*** MATERIAL PROVIDED ***

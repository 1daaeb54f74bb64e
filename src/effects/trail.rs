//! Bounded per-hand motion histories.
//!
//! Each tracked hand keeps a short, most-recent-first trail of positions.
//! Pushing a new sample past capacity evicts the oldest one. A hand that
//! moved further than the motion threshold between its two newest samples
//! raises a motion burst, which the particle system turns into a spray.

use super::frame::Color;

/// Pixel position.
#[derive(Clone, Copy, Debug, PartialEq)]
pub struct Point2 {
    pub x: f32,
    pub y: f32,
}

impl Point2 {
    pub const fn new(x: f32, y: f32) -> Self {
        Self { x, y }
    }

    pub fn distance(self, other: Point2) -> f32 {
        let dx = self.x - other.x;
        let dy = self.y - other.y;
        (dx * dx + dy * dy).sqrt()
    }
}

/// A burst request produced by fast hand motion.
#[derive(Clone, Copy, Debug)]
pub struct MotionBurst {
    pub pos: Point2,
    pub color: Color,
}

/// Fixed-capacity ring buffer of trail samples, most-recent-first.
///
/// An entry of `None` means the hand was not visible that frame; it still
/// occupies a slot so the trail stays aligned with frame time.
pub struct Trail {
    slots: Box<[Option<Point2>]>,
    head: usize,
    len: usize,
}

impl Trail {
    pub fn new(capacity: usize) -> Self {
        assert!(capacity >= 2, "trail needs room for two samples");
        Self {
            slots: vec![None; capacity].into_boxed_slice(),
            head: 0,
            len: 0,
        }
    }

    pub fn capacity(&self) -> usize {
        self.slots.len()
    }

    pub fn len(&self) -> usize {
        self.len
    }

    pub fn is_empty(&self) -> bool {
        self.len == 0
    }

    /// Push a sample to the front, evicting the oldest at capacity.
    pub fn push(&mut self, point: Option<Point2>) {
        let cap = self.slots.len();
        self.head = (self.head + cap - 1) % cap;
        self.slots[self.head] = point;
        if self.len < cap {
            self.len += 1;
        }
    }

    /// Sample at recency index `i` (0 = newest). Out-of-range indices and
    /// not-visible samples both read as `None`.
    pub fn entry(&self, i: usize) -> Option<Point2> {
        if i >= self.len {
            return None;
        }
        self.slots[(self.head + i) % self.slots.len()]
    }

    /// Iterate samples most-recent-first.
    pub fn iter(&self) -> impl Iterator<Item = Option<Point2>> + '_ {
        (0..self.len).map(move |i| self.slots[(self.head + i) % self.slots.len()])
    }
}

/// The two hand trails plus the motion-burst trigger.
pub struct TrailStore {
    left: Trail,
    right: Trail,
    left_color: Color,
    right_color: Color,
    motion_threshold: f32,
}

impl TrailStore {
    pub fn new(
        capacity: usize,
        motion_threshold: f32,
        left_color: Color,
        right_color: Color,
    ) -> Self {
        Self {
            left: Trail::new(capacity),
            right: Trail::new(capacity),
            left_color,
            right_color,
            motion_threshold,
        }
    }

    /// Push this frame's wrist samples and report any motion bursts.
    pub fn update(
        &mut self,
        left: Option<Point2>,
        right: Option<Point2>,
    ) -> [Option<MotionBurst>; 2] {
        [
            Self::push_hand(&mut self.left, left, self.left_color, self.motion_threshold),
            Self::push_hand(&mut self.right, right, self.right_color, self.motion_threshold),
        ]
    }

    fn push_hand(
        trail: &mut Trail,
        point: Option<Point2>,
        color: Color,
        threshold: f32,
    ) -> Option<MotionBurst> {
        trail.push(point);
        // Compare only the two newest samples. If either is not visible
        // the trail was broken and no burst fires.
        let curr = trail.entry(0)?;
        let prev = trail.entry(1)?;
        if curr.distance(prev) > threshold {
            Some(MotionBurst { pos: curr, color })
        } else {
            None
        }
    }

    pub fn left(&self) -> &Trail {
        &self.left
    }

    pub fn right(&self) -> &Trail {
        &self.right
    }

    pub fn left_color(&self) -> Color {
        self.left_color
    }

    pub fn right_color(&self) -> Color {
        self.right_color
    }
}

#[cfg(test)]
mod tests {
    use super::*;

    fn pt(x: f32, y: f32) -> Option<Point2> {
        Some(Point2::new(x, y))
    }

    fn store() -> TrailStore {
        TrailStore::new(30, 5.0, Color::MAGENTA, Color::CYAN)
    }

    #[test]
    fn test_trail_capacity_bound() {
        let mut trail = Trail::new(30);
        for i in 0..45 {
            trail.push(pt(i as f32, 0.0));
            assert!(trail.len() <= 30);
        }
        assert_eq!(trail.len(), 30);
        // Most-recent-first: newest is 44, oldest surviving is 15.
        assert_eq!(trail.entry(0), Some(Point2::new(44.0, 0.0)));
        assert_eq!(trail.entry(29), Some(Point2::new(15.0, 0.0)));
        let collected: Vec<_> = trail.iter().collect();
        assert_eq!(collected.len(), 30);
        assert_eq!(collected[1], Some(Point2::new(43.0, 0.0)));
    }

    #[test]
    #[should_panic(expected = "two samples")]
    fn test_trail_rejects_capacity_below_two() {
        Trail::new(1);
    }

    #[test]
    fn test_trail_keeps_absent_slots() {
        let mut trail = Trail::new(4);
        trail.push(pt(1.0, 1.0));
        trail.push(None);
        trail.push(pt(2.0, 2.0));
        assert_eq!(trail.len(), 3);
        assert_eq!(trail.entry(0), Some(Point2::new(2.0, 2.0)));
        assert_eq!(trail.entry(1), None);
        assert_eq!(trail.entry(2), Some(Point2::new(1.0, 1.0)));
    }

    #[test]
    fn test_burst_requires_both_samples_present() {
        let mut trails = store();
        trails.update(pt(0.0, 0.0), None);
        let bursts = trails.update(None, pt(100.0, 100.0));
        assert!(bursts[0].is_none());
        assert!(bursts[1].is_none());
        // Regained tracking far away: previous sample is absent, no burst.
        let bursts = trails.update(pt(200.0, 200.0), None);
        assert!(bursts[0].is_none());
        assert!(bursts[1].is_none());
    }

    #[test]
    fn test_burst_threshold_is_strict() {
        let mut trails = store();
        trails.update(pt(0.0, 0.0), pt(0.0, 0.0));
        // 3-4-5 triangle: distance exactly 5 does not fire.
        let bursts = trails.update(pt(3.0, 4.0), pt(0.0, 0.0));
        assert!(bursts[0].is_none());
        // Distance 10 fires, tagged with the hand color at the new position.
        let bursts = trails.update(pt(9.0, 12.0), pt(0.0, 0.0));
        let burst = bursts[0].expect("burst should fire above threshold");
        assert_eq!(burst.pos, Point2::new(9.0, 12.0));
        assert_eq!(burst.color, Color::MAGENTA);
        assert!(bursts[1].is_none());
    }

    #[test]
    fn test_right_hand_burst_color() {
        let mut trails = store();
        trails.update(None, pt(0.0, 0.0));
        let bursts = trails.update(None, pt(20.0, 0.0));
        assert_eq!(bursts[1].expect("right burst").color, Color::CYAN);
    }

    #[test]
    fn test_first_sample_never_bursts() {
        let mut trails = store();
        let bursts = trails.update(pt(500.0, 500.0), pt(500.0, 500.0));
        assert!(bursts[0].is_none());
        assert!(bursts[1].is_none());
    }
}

*** End of MATERIAL PROVIDED ***

Find how many lines in the data above include the string "struct", and give that number alone.

__FINISHED EXERCISE__
4